◆ Instructions to follow ◆
The word "collections" may appear in some lines of the data; copy every such line.

(Beginning of Dataset entries)

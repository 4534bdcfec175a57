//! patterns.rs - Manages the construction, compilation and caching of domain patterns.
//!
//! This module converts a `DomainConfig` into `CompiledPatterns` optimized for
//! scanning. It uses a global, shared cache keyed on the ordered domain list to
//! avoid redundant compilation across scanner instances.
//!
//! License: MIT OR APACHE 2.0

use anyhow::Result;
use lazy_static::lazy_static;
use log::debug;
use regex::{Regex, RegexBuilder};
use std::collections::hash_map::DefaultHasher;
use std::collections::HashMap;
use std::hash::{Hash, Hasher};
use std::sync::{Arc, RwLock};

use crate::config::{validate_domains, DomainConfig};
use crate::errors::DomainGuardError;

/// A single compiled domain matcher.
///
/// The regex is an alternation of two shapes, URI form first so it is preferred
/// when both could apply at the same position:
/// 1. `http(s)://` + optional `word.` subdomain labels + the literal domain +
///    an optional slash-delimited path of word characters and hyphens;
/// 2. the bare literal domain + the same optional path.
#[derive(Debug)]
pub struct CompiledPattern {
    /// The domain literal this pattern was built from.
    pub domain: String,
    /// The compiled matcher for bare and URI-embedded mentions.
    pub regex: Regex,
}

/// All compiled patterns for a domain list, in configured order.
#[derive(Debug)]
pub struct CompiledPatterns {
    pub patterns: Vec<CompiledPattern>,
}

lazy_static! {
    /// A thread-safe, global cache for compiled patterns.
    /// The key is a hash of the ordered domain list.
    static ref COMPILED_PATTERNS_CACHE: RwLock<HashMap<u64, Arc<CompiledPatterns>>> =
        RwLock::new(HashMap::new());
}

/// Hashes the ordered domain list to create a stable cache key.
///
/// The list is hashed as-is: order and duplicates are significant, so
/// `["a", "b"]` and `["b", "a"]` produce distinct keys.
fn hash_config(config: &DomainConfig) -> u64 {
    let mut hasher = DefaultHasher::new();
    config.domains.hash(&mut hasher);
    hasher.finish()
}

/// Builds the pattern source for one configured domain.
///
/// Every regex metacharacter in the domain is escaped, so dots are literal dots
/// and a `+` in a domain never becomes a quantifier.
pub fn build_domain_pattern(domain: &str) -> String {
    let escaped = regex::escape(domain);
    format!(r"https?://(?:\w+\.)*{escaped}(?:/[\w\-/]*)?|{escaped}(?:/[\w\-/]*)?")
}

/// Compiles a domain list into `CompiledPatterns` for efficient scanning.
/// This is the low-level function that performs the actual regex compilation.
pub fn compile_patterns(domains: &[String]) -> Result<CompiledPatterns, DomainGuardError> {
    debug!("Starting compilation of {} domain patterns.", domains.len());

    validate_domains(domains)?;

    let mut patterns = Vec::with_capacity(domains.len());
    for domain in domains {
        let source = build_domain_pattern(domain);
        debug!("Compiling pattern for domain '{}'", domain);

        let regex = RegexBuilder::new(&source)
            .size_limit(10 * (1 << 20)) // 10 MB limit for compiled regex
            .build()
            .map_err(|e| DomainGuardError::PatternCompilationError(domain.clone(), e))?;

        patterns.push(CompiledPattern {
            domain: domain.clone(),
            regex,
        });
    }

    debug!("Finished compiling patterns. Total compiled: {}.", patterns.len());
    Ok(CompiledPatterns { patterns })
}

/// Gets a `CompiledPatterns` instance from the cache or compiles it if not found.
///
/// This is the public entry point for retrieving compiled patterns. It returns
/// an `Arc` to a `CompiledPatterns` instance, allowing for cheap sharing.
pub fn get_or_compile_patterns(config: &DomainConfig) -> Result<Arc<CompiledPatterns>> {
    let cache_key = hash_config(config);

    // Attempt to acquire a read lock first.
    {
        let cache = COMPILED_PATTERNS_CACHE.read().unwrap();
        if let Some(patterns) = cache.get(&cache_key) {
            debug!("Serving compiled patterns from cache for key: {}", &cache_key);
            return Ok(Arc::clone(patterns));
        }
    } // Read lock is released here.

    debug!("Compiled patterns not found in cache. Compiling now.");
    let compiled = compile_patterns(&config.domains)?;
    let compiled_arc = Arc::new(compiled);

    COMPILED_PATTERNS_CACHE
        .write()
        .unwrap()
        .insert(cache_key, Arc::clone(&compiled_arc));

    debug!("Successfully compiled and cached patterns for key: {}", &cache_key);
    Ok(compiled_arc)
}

(End of Dataset entries)
(Beginning of Dataset entries)

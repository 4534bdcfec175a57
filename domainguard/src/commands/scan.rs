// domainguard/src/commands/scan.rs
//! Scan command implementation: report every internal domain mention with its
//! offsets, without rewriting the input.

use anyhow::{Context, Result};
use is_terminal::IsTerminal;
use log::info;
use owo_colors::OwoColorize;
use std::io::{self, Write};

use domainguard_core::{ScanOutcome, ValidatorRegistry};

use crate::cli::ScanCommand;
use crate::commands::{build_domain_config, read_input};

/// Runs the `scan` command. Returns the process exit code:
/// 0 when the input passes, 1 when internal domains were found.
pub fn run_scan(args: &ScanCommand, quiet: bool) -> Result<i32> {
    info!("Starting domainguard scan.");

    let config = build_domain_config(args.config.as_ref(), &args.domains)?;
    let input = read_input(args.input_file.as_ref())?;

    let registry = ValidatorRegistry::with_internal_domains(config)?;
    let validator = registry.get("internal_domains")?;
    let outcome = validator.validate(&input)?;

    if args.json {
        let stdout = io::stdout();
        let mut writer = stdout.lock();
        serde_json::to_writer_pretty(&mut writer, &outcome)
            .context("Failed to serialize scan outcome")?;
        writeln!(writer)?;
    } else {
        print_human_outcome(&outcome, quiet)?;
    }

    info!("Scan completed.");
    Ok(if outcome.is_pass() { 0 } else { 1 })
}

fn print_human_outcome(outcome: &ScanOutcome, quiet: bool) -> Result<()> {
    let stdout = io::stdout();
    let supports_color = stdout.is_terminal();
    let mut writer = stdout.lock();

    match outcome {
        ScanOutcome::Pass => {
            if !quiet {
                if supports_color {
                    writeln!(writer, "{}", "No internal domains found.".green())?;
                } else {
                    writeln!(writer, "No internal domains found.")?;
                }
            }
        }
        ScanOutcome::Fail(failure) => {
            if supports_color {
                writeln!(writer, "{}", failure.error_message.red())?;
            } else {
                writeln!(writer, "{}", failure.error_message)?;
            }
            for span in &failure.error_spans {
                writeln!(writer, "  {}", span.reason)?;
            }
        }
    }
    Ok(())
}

(End of Dataset entries)

◆ Result for this exercise ◆
use std::collections::hash_map::DefaultHasher;
use std::collections::HashMap;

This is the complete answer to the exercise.